## Work instruction
Go through the records and copy each line where the word "DeserializeOwned" occurs.

## Data extracts
----------------------------------------
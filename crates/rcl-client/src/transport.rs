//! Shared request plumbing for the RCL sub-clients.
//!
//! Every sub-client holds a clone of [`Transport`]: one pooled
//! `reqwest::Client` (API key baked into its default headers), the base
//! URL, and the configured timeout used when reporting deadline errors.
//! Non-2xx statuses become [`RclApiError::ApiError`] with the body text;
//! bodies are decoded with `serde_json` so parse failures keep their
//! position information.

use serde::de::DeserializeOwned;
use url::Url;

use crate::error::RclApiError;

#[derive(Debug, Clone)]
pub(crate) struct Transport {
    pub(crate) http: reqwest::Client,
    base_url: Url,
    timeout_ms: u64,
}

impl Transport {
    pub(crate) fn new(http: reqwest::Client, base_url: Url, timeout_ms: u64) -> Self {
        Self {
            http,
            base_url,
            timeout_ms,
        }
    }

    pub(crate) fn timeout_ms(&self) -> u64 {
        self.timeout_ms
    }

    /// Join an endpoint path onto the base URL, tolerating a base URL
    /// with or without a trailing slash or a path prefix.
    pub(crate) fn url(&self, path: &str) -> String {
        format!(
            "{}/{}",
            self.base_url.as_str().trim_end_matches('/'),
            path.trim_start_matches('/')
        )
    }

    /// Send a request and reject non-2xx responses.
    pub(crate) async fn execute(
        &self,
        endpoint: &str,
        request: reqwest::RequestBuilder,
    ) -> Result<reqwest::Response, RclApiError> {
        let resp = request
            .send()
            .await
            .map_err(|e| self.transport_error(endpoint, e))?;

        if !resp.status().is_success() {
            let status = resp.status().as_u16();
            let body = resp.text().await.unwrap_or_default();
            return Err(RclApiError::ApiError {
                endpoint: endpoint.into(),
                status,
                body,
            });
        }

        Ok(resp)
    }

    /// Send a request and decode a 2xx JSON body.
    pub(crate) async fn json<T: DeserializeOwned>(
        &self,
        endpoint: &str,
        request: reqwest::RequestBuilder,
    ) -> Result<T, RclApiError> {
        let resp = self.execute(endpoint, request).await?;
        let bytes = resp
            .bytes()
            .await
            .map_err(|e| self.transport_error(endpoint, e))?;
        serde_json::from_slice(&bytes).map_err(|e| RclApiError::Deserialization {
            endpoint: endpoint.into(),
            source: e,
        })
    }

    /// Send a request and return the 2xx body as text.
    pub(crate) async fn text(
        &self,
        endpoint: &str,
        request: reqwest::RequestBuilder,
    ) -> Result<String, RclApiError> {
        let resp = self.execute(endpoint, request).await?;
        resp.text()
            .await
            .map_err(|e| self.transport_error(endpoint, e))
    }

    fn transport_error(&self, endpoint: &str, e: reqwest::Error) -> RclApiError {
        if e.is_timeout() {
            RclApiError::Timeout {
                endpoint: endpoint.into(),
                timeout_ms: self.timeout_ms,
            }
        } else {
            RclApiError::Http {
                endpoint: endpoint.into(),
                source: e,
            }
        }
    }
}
----------------------------------------
## Solution to this exercise
use serde::de::DeserializeOwned;
    pub(crate) async fn json<T: DeserializeOwned>(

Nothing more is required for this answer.